You were on the right track! In fact, if one begins with the regularization $f(x)=|x|=\lim_{a\to 0}\frac{1-e^{-a|x|}}{a}$, then one finds that in distribution

$$\mathscr{F}\{f\}(\omega)=\lim_{a\to 0^+}\frac1a\left(2\pi\delta(\omega)-\frac{2a}{a^2+\omega^2}\right)$$

To evaluate this distributional limit, we begin with a test function $\phi(\omega)$ and find

$$\begin{align} \langle \mathscr{F}\{f\},\phi\rangle&=\lim_{a\to0^+}\frac1a\left(2\pi\phi(0)-\int_{-\infty}^\infty \frac{2a\phi(\omega)}{a^2+\omega^2}\,d\omega\right)\\\\ &=\lim_{a\to 0^+}\int_{-\infty}^\infty \left(-\frac{2(\phi(\omega)-\phi(0))}{a^2+\omega^2}\right)\,d\omega\\\\ &=-\lim_{\varepsilon\to 0^+}\int_{|\omega|\ge \varepsilon}\frac{2(\phi(\omega)-\phi(0))}{\omega^2}\tag{1E} \end{align}$$

So, we find that

$$\mathscr{F}\{f\}(\omega)=-\frac2{\omega^2}\tag{2E}$$

where we interpret the distribution in $(2E)$ in the sense of $(1E)$

Note that we have used the convention $\mathscr{F}\{f\}(\omega)=\int_{-\infty}^\infty f(x)e^{i\omega x}\,dx$. Had we used instead the convention $\mathscr{F}\{f\}(\omega)=\int_{-\infty}^\infty f(x)e^{i2\pi \xi x}\,dx$, then $(2E)$ would be replaced with $-\frac1{2\pi^2 \xi^2}$



In This Answer, I showed that the Fourier Transform of $f(t)=tH(t)$, where $H(t)$ denotes the Heaviside function, is given by

$$\mathscr{F}\{f\}(\omega)=-\frac1{\omega^2}+i\pi \delta'(\omega)\tag1$$

where the distribution $d(\omega)=\displaystyle -\frac1{\omega^2}$ in $(1)$ is interpreted to mean

$$\langle d, \phi\rangle=-\lim_{\varepsilon\to0^+}\int_{|\omega|\ge\varepsilon}\frac{\phi(\omega)-\phi(0)}{\omega^2}\,d\omega\tag2$$

where $\phi(\omega)$ is a Schwartz function.
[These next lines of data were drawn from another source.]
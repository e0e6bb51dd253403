//! Whole-graph properties: markers, broadcast, partial re-runs, modes and
//! stopping.

use pretty_assertions::assert_eq;
use std::path::Path;
use std::sync::atomic::{AtomicBool, Ordering};
use std::sync::Arc;
use std::time::Duration;
use taskgraph::executor::StageExecutor;
use taskgraph::logging::{log_file_path, LogLevel, LogRecord, TaskLogger};
use taskgraph::queue::{MemoryQueue, QueueSender, SharedSender};
use taskgraph::task::Message;
use taskgraph::testing::{drain_items, CallCounter};
use taskgraph::prelude::*;

fn config(dir: &Path) -> GraphConfig {
    GraphConfig::new().with_log_dir(dir.join("logs"))
}

fn int_fn(name: &str, f: fn(i64) -> i64) -> StageFunction {
    StageFunction::blocking(name, move |v| Ok(json!(f(v.as_i64().unwrap_or_default()))))
}

fn sorted(mut values: Vec<Value>) -> Vec<Value> {
    values.sort_by_key(Value::to_string);
    values
}

#[tokio::test]
async fn test_markers_match_producers() {
    let stage = Stage::new("M", int_fn("same", |x| x));
    let input = Arc::new(MemoryQueue::<Value>::unbounded());
    let output = Arc::new(MemoryQueue::<Value>::unbounded());
    let fails = Arc::new(MemoryQueue::<FailRecord>::unbounded());
    let logs = Arc::new(MemoryQueue::<LogRecord>::unbounded());

    // two producers, each sending a task and its marker
    for task in [json!(1), json!(2)] {
        input.put(Message::Item(task)).await.unwrap();
        input.put(Message::Terminate).await.unwrap();
    }

    let executor = StageExecutor::new(
        stage.clone(),
        input.clone(),
        Some(output.clone() as SharedSender<Value>),
        fails,
        TaskLogger::new(logs, LogLevel::Info),
        2,
    );
    executor.run().await.unwrap();

    assert_eq!(input.markers_received(), 2);
    assert_eq!(output.markers_received(), 1);
    assert_eq!(sorted(drain_items(&output).await), vec![json!(1), json!(2)]);
}

#[tokio::test]
async fn test_broadcast_delivers_the_same_multiset() {
    let dir = tempfile::tempdir().unwrap();
    let a = Stage::new("A", int_fn("mod_three", |x| x % 3));
    let b = Stage::new("B", int_fn("left", |x| x));
    let c = Stage::new("C", int_fn("right", |x| x));
    a.set_next(&[b, c]);
    let mut graph = TaskGraph::with_config(a, config(dir.path()));

    let tasks: Vec<Value> = (0..30).map(|i| json!(i)).collect();
    let summary = graph.start_tree(tasks).await.unwrap();

    // A emits every result; duplicates are skipped downstream, not upstream
    assert_eq!(summary.counts["A[mod_three]"].emitted, 30);
    for tag in ["B[left]", "C[right]"] {
        let counts = summary.counts[tag];
        assert_eq!(counts.processed, 3);
        assert_eq!(counts.duplicates, 27);
        assert_eq!(counts.handled(), 30);
    }

    let left: Vec<Value> = graph.stage_state("B[left]").unwrap().successes().into_iter().map(|(t, _)| t).collect();
    let right: Vec<Value> = graph.stage_state("C[right]").unwrap().successes().into_iter().map(|(t, _)| t).collect();
    assert_eq!(sorted(left), sorted(right));
}

#[tokio::test]
async fn test_diamond_waits_for_both_branches() {
    let dir = tempfile::tempdir().unwrap();
    let a = Stage::new("A", int_fn("same", |x| x));
    let b = Stage::new("B", int_fn("plus_one", |x| x + 1));
    let c = Stage::new("C", int_fn("plus_two", |x| x + 2));
    let d = Stage::new("D", int_fn("times_ten", |x| x * 10));
    a.set_next(&[b.clone(), c.clone()]);
    b.set_next(&[d.clone()]);
    c.set_next(&[d]);
    let mut graph = TaskGraph::with_config(a, config(dir.path()));

    graph.start_tree(vec![json!(1)]).await.unwrap();

    let mut values: Vec<Value> = graph.final_results().values(&json!(1)).into_iter().map(|(v, _)| v).collect();
    values.sort_by_key(|v| v.as_i64());
    assert_eq!(values, vec![json!(20), json!(30)]);
}

#[tokio::test]
async fn test_partial_rerun_from_realtime_errors() {
    let dir = tempfile::tempdir().unwrap();
    let fixed = Arc::new(AtomicBool::new(false));
    let flag = fixed.clone();
    let picky = StageFunction::blocking("picky", move |v| {
        let n = v.as_i64().unwrap_or_default();
        if n % 2 == 1 && !flag.load(Ordering::SeqCst) {
            return Err(TaskError::new("ValueError", format!("{n} is odd")));
        }
        Ok(json!(n * 10))
    });

    let config = config(dir.path()).with_fallback_dir(dir.path().join("fallback"));
    let mut graph = TaskChain::with_config(
        vec![Stage::new("A", int_fn("add_one", |x| x + 1)), Stage::new("B", picky)],
        config,
    )
    .unwrap();

    graph.start_tree((1..=4).map(|i| json!(i)).collect()).await.unwrap();
    assert_eq!(sorted(graph.failed_initial_tasks().to_vec()), vec![json!(2), json!(4)]);
    let by_kind = graph.errors_by_kind();
    assert_eq!(by_kind.len(), 2);

    let realtime = graph.realtime_errors_path().unwrap().to_path_buf();
    let seeds = load_errors_by_stage(&realtime).unwrap();
    assert_eq!(sorted(seeds["Stage 2[picky]"].clone()), vec![json!(3), json!(5)]);
    let grouped = load_errors_by_kind(&realtime).unwrap();
    assert_eq!(grouped.len(), 2);

    fixed.store(true, Ordering::SeqCst);
    graph.start(seeds).await.unwrap();
    assert!(graph.failed_initial_tasks().is_empty());
    assert_eq!(
        graph.final_results().values(&json!(3)),
        vec![(json!(30), "Stage 2[picky]".to_string())]
    );

    // the failed initial tasks alone are enough for a clean re-run too
    graph.start_tree(vec![json!(2), json!(4)]).await.unwrap();
    assert!(graph.failed_initial_tasks().is_empty());
}

#[tokio::test]
async fn test_single_thread_pool_matches_sequential() {
    let dir = tempfile::tempdir().unwrap();
    let tasks: Vec<Value> = (1..=20).map(|i| json!(i)).collect();

    let mut outcomes = Vec::new();
    for mode in [ExecutionMode::Sequential, ExecutionMode::Threads] {
        let mut graph = TaskChain::with_config(
            vec![
                Stage::new("A", int_fn("square", |x| x * x)).with_worker_limit(1),
                Stage::new("B", int_fn("add_one", |x| x + 1)).with_worker_limit(1),
            ],
            config(dir.path()),
        )
        .unwrap();
        graph.set_graph_mode(StageMode::Inline, mode);
        graph.start_tree(tasks.clone()).await.unwrap();

        let mut results: Vec<(Value, Vec<(Value, String)>)> = graph
            .final_results()
            .iter()
            .map(|(task, _)| (task.clone(), graph.final_results().values(task)))
            .collect();
        results.sort_by_key(|(task, _)| task.as_i64());
        outcomes.push(results);
    }
    assert_eq!(outcomes[0], outcomes[1]);
}

#[tokio::test]
async fn test_repeat_runs_are_equal() {
    let dir = tempfile::tempdir().unwrap();
    let counter = CallCounter::new();
    let mut graph = TaskChain::with_config(
        vec![
            Stage::new("A", counter.counting("half", |v| {
                let n = v.as_i64().unwrap_or_default();
                if n % 4 == 0 {
                    Err(TaskError::new("ValueError", "multiple of four"))
                } else {
                    Ok(json!(n / 2))
                }
            }))
            .with_execution_mode(ExecutionMode::Async)
            .with_worker_limit(8),
        ],
        config(dir.path()),
    )
    .unwrap();

    let tasks: Vec<Value> = (1..=12).map(|i| json!(i)).collect();
    graph.start_tree(tasks.clone()).await.unwrap();
    let first_kinds = graph.errors_by_kind();
    let first: Vec<_> = tasks.iter().map(|t| graph.final_results().values(t)).collect();

    graph.start_tree(tasks.clone()).await.unwrap();
    let second: Vec<_> = tasks.iter().map(|t| graph.final_results().values(t)).collect();

    assert_eq!(first, second);
    assert_eq!(first_kinds.len(), graph.errors_by_kind().len());
    assert_eq!(counter.calls(), 24);
}

#[tokio::test]
async fn test_stop_ends_seeding() {
    let dir = tempfile::tempdir().unwrap();
    let slow = StageFunction::from_async("slow", |v| async move {
        tokio::time::sleep(Duration::from_millis(20)).await;
        Ok(v)
    });
    let stage = Stage::new("A", slow);
    let mut graph = TaskGraph::with_config(stage, config(dir.path()).with_queue_capacity(1));

    let stop = graph.stop_handle();
    tokio::spawn(async move {
        tokio::time::sleep(Duration::from_millis(100)).await;
        stop.stop("enough");
    });

    let tasks: Vec<Value> = (0..200).map(|i| json!(i)).collect();
    let summary = graph.start_tree(tasks).await.unwrap();

    let counts = summary.counts["A[slow]"];
    assert!(counts.seeded < 200, "seeded {}", counts.seeded);
    assert_eq!(counts.processed, counts.seeded);
    assert_eq!(graph.final_results().len() as u64, counts.seeded);
}

#[tokio::test]
async fn test_cycle_is_rejected() {
    let dir = tempfile::tempdir().unwrap();
    let a = Stage::new("A", int_fn("f", |x| x));
    let b = Stage::new("B", int_fn("g", |x| x));
    a.set_next(&[b.clone()]);
    b.set_next(&[a.clone()]);
    let mut graph = TaskGraph::with_config(a.clone(), config(dir.path()));

    let err = graph.start_tree(vec![json!(1)]).await.unwrap_err();
    assert!(matches!(err, TaskGraphError::CycleDetected(_)));
    assert!(err.to_string().contains("A[f] -> B[g] -> A[f]"));

    b.set_next(&[]);
}

#[tokio::test]
async fn test_log_file_records_the_run() {
    let dir = tempfile::tempdir().unwrap();
    let mut graph = TaskGraph::with_config(Stage::new("A", int_fn("f", |x| x)), config(dir.path()));
    graph.start_tree(vec![json!(1)]).await.unwrap();

    let path = log_file_path(&dir.path().join("logs"), chrono::Local::now().date_naive());
    let text = std::fs::read_to_string(path).unwrap();
    assert!(text.contains("Starting TaskTree stages"));
    assert!(text.contains("TaskTree end"));
}

#[cfg(feature = "reporter")]
#[tokio::test]
async fn test_reporter_receives_structure_and_status() {
    let dir = tempfile::tempdir().unwrap();
    let mut server = mockito::Server::new_async().await;
    let structure = server
        .mock("POST", "/api/push_structure")
        .expect(1)
        .create_async()
        .await;
    let _interval = server
        .mock("GET", "/api/get_interval")
        .with_body(r#"{"interval": 1}"#)
        .create_async()
        .await;
    let status = server
        .mock("POST", "/api/push_status")
        .match_body(mockito::Matcher::Regex("A\\[f\\]".to_string()))
        .expect_at_least(1)
        .create_async()
        .await;
    let _errors = server.mock("POST", "/api/push_errors").create_async().await;

    let config = config(dir.path()).with_reporter(ReporterConfig::new(server.url()));
    let mut graph = TaskGraph::with_config(Stage::new("A", int_fn("f", |x| x)), config);
    graph.start_tree(vec![json!(1), json!(2)]).await.unwrap();

    structure.assert_async().await;
    status.assert_async().await;
}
Using $g(t)=t\text{sgn}(t)=2tH(t)-t$ along with $\mathscr{F}\{t\}(\omega)=i2\pi \delta'(\omega)$ and $(1)$, we find that

$$\begin{align} \mathscr{F}\{g\}&=-\frac2{\omega^2}\tag3 \end{align}$$

where again $(3)$ is defined analogously to $(2)$.

And we are done!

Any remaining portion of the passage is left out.